In its crudest form it is another distribution route – one that will be closed off very soon.

“Irwin Mitchell is aware that there’s a sea change coming in PI,” says one PI partner.

Under the proposed reforms for case track limits, the Ministry of Justice wants to increase the fast-track limit to £25,000, meaning legal costs will become fixed. Claimant lawyers will no longer be able to claw back their referral fees through success fees.

With this lucrative income stream cut off, Irwin Mitchell is looking elsewhere to keep its coffers topped up. That is why Napier is keen to see the alternative business structure system introduced ahead of schedule.
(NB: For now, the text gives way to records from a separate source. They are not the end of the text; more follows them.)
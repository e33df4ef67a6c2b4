#![warn(missing_docs)]

//! 核心库. 对双通道 (或多通道) 标定 3D 荧光显微图像栈, 计算 map 通道分割结构的
//! 每个剪影体素到 compare 通道最近分割结构的距离, 并聚合为频率分布、结果表和
//! 可回映到原始栈几何的剪影边界叠加层.
//!
//! 该 crate 目前仅提供 `safe` 接口.
//!
//! # 注意
//!
//! 1. 阈值分割、3D 平滑与精确有符号欧氏距离变换不由本 crate 实现,
//!    而是通过 [`nnd`] 模块中的协作接口注入. 图像的采集与读写同样是调用方的职责.
//! 2. 在非期望情况下 (越界索引, 非法构造参数), 程序会直接 panic,
//!    而不会导致内存错误. As what Rust promises.
//!
//! # 流水线结构
//!
//! ### 深度方向重采样 (reslice)
//!
//! 把各向异性的图像栈沿 z 方向线性插值为等距切片.
//!
//! 实现位于 `omx-berry/src/reslice.rs`.
//!
//! ### 掩膜剪影的区域分解
//!
//! 把每个掩膜切片的前景剪影按 4-相邻规则分解为以包围盒约束的简单子区域,
//! 使逐像素包含测试的开销被限制在各自的包围盒内.
//!
//! 实现位于 `omx-berry/src/region`.
//!
//! ### 逐切片距离采样与聚合
//!
//! 沿重采样后的每个切片遍历 map 通道剪影内的全部像素, 读取距离场并换算为物理单位,
//! 聚合为 64-bin 相对频率分布、逐样本结果表和剪影边界叠加层.
//!
//! 实现位于 `omx-berry/src/nnd`.

/// 二维索引, 同时也可一定程度上用作非负整数向量.
pub type Idx2d = (usize, usize);

/// 三维索引, 同时也可一定程度上用作非负整数向量.
pub type Idx3d = (usize, usize, usize);

type Predicate = fn(u8) -> bool;

type Area2d = Vec<Idx2d>;
type Areas2d = Vec<Area2d>;

/// 标定体数据基础结构.
mod data;

pub use data::{
    CalibratedAttr, Calibration, ChannelStack, DistanceField, LengthUnit, MaskSlice, MaskVolume,
    ScanSlice, ScanVolume,
};

pub mod consts;

mod reslice;

pub mod region;

pub mod nnd;
pub mod prelude;
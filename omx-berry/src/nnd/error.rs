//! 运行时错误.

/// 最近邻距离分析的运行时错误.
#[derive(Debug, Clone, PartialEq, Eq)]
pub enum NndError {
    /// 输入图像栈没有有效体素 (切片数或平面尺寸为 0). 分析无法进行.
    EmptyStack,

    /// 请求的通道不存在.
    ///
    /// 第一个参数代表请求的通道号 (1-based), 第二个参数代表实际通道个数.
    MissingChannel(usize, usize),

    /// 3D 平滑协作器失败.
    Smoothing(String),

    /// 阈值分割协作器失败.
    Segmentation(String),

    /// 距离变换协作器失败.
    DistanceTransform(String),
}

/// 最近邻距离分析的结果别名.
pub type NndResult<T> = Result<T, NndError>;
//! sitemap.xml generation for the static site.

use std::fs;
use std::path::{Path, PathBuf};

use chrono::{DateTime, Utc};

use crate::domain::error::StockPagesError;

pub const SITEMAP_NS: &str = "http://www.sitemaps.org/schemas/sitemap/0.9";

const SKIPPED_DIRS: [&str; 3] = ["node_modules", ".git", "__pycache__"];

/// Require an http(s) scheme and a trailing slash.
pub fn normalize_base_url(base_url: &str) -> Result<String, StockPagesError> {
    let invalid = |reason: &str| StockPagesError::ConfigInvalid {
        section: "sitemap".into(),
        key: "base_url".into(),
        reason: reason.into(),
    };

    let base = base_url.trim();
    if base.is_empty() {
        return Err(invalid("base URL is required (e.g. https://example.com)"));
    }
    if !(base.starts_with("http://") || base.starts_with("https://")) {
        return Err(invalid("must start with http:// or https://"));
    }
    Ok(if base.ends_with('/') {
        base.to_string()
    } else {
        format!("{base}/")
    })
}

fn walk(dir: &Path, out: &mut Vec<PathBuf>) -> std::io::Result<()> {
    for entry in fs::read_dir(dir)? {
        let entry = entry?;
        let path = entry.path();
        let file_type = entry.file_type()?;
        if file_type.is_dir() {
            let name = entry.file_name();
            if SKIPPED_DIRS.iter().any(|d| name == *d) {
                continue;
            }
            walk(&path, out)?;
        } else if file_type.is_file()
            && path
                .extension()
                .is_some_and(|ext| ext.eq_ignore_ascii_case("html"))
        {
            out.push(path);
        }
    }
    Ok(())
}

fn relative_url_path(site_root: &Path, page: &Path) -> String {
    page.strip_prefix(site_root)
        .unwrap_or(page)
        .components()
        .map(|c| c.as_os_str().to_string_lossy())
        .collect::<Vec<_>>()
        .join("/")
}

/// All `.html` pages under `site_root`, shallow pages first, then by path.
pub fn collect_pages(site_root: &Path) -> Result<Vec<PathBuf>, StockPagesError> {
    let mut pages = Vec::new();
    walk(site_root, &mut pages)?;
    pages.sort_by_cached_key(|p| {
        let rel = relative_url_path(site_root, p);
        (rel.matches('/').count(), rel)
    });
    Ok(pages)
}

fn xml_escape(s: &str) -> String {
    s.replace('&', "&amp;")
        .replace('<', "&lt;")
        .replace('>', "&gt;")
        .replace('"', "&quot;")
        .replace('\'', "&apos;")
}

fn lastmod(path: &Path) -> std::io::Result<String> {
    let modified = fs::metadata(path)?.modified()?;
    Ok(DateTime::<Utc>::from(modified).date_naive().to_string())
}

pub fn build_sitemap_xml(
    site_root: &Path,
    base_url: &str,
    include_lastmod: bool,
) -> Result<String, StockPagesError> {
    let base = normalize_base_url(base_url)?;
    let pages = collect_pages(site_root)?;

    let mut lines = vec![
        r#"<?xml version="1.0" encoding="UTF-8"?>"#.to_string(),
        format!(r#"<urlset xmlns="{SITEMAP_NS}">"#),
    ];
    for page in &pages {
        let loc = format!("{base}{}", relative_url_path(site_root, page));
        lines.push("  <url>".into());
        lines.push(format!("    <loc>{}</loc>", xml_escape(&loc)));
        if include_lastmod {
            lines.push(format!("    <lastmod>{}</lastmod>", lastmod(page)?));
        }
        lines.push("  </url>".into());
    }
    lines.push("</urlset>".into());

    Ok(lines.join("\n") + "\n")
}
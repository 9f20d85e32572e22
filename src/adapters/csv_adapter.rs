//! CSV dataset adapter.

use std::path::PathBuf;

use crate::domain::dataset::{Cell, RawTable};
use crate::domain::error::StockPagesError;
use crate::ports::dataset_port::DatasetPort;

pub struct CsvAdapter {
    path: PathBuf,
}

impl CsvAdapter {
    pub fn new(path: PathBuf) -> Self {
        Self { path }
    }

    fn read_error(&self, reason: impl ToString) -> StockPagesError {
        StockPagesError::DatasetRead {
            path: self.path.display().to_string(),
            reason: reason.to_string(),
        }
    }
}

fn to_cell(raw: &str) -> Cell {
    if raw.is_empty() {
        Cell::Empty
    } else {
        Cell::Text(raw.to_string())
    }
}

impl DatasetPort for CsvAdapter {
    /// Every CSV cell is text; coercion happens in the domain loader.
    fn load_table(&self) -> Result<RawTable, StockPagesError> {
        let mut rdr = csv::ReaderBuilder::new()
            .has_headers(true)
            .flexible(true)
            .from_path(&self.path)
            .map_err(|e| self.read_error(e))?;

        let headers = rdr
            .headers()
            .map_err(|e| self.read_error(format!("CSV header error: {e}")))?
            .iter()
            .enumerate()
            .map(|(i, h)| {
                let h = if i == 0 { h.trim_start_matches('\u{feff}') } else { h };
                h.trim().to_string()
            })
            .collect();

        let mut rows = Vec::new();
        for result in rdr.records() {
            let record = result.map_err(|e| self.read_error(format!("CSV parse error: {e}")))?;
            rows.push(record.iter().map(to_cell).collect());
        }

        Ok(RawTable { headers, rows })
    }
}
It is clear that Napier would be open to outside investment in the firm. He has urged the Solicitors Regulation Authority to implement swiftly the mechanisms to allow it to take non-solicitor partners.

Cases need to be funded – referral fees were once an effective way of doing this, but the practice has been abused and a replacement is needed. Irwin Mitchell is ready to capitalise on the LSA and it will need to do so quickly to keep its income stream flowing.